- Data provided:
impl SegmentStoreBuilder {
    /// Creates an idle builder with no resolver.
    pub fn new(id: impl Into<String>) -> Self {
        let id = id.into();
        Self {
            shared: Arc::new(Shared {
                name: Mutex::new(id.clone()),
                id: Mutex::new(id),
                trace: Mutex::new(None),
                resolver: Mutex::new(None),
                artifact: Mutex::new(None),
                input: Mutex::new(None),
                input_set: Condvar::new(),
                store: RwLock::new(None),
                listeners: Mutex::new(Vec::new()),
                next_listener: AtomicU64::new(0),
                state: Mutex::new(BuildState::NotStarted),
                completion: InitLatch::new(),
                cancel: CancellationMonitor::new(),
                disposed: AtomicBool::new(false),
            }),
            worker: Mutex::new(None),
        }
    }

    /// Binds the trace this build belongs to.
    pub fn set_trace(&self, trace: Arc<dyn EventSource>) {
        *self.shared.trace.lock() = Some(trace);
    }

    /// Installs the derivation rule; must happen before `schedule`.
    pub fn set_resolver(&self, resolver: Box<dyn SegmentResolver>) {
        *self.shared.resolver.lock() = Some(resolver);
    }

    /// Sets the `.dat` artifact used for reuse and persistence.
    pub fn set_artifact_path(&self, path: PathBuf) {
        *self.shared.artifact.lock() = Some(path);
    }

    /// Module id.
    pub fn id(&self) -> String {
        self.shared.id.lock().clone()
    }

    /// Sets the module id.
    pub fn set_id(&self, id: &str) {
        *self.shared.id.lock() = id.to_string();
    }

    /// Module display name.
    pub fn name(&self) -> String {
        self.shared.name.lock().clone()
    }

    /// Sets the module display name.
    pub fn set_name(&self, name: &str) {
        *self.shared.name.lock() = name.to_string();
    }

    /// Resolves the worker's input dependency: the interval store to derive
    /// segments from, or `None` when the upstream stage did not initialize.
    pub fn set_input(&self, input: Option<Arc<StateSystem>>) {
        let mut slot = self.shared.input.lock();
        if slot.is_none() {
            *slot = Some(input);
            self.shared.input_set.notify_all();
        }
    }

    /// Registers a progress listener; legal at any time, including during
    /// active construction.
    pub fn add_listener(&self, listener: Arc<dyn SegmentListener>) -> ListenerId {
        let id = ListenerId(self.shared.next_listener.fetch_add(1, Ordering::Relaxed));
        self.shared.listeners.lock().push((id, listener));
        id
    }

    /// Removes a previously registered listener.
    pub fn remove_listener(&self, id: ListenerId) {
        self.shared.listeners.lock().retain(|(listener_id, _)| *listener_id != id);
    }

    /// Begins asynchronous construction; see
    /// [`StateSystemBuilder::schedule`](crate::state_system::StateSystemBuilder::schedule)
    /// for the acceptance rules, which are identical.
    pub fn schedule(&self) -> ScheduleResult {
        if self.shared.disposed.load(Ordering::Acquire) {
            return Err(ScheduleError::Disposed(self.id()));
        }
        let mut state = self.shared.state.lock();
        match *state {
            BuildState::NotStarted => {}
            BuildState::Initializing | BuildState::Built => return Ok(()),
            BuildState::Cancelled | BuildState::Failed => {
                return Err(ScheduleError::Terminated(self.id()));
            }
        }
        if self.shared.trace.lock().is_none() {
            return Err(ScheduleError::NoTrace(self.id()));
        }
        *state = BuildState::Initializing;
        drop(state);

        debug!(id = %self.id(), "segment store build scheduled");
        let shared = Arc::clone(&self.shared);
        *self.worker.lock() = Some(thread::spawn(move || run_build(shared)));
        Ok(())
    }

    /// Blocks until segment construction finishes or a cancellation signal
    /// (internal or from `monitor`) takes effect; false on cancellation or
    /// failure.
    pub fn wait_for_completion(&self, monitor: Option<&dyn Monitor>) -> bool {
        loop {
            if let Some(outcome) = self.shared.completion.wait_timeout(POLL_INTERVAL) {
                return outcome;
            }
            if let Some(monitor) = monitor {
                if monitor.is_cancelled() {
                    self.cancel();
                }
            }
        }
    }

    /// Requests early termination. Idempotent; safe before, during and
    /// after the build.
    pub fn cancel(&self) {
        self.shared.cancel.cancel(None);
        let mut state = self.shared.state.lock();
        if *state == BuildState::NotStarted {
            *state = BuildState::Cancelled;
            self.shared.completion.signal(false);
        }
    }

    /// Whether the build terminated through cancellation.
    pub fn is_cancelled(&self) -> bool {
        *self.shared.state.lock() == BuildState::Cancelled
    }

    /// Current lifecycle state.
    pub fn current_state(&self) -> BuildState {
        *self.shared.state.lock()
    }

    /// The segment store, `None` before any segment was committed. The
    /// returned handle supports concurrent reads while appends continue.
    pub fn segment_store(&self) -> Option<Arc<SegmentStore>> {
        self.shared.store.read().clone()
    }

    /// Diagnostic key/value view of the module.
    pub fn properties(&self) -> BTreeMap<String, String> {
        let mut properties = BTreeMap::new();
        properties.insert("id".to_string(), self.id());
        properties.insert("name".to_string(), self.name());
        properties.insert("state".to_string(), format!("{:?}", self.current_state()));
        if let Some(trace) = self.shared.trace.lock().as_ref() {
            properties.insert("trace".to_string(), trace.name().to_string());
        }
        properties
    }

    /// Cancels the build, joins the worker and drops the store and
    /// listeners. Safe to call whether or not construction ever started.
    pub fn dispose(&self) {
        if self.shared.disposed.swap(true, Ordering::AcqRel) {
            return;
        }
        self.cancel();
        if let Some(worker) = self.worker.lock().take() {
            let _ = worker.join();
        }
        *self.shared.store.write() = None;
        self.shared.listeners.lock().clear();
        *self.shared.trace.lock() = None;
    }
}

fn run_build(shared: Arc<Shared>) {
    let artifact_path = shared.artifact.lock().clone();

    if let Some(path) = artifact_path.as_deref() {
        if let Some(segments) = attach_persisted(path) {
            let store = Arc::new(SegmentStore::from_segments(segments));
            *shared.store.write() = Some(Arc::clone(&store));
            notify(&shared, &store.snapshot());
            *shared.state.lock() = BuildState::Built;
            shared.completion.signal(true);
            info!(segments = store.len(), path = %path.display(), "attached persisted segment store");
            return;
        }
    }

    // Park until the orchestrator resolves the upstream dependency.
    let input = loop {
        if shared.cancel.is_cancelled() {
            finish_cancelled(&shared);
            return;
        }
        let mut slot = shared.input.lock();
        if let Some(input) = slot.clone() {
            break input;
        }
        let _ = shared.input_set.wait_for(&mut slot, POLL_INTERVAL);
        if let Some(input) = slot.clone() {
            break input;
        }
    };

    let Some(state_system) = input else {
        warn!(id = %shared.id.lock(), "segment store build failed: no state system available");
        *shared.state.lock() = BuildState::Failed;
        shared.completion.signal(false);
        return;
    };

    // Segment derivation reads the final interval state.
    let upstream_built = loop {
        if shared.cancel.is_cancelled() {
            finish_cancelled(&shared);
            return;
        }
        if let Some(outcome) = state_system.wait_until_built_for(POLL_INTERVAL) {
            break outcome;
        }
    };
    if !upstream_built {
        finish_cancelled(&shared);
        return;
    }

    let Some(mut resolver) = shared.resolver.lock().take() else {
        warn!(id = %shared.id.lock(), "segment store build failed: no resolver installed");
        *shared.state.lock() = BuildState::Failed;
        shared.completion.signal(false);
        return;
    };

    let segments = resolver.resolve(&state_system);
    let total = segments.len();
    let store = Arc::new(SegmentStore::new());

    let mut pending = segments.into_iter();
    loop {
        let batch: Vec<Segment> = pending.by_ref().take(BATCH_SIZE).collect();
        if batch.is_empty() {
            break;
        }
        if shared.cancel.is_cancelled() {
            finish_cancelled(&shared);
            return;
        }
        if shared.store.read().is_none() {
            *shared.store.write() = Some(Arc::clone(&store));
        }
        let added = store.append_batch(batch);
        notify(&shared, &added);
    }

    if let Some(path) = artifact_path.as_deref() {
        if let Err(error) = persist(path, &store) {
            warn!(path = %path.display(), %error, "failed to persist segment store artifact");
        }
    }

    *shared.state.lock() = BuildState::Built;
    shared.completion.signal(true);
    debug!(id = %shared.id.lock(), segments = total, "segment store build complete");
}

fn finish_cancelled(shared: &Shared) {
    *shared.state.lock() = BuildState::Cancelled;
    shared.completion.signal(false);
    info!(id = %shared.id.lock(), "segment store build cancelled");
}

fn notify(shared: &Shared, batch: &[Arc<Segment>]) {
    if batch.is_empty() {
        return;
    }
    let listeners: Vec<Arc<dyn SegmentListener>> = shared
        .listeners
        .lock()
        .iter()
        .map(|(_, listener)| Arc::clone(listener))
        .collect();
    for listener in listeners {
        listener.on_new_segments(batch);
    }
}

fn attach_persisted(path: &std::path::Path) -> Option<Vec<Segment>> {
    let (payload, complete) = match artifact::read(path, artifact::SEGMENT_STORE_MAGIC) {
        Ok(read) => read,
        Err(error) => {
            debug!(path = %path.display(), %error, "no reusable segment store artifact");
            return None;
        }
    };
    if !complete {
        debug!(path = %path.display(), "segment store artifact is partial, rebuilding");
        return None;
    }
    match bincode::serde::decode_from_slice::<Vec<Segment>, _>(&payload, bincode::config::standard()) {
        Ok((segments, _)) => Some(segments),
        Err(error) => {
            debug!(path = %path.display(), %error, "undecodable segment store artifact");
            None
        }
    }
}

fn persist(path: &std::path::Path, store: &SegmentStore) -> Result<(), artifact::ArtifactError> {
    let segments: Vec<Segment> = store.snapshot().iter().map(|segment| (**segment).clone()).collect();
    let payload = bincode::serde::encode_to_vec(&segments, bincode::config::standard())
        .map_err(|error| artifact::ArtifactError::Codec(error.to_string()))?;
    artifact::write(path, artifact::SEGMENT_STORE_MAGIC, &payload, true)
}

- Work instructions:
Total lines holding "standard" in the records: report this figure alone.

- Reply to the exercise:
2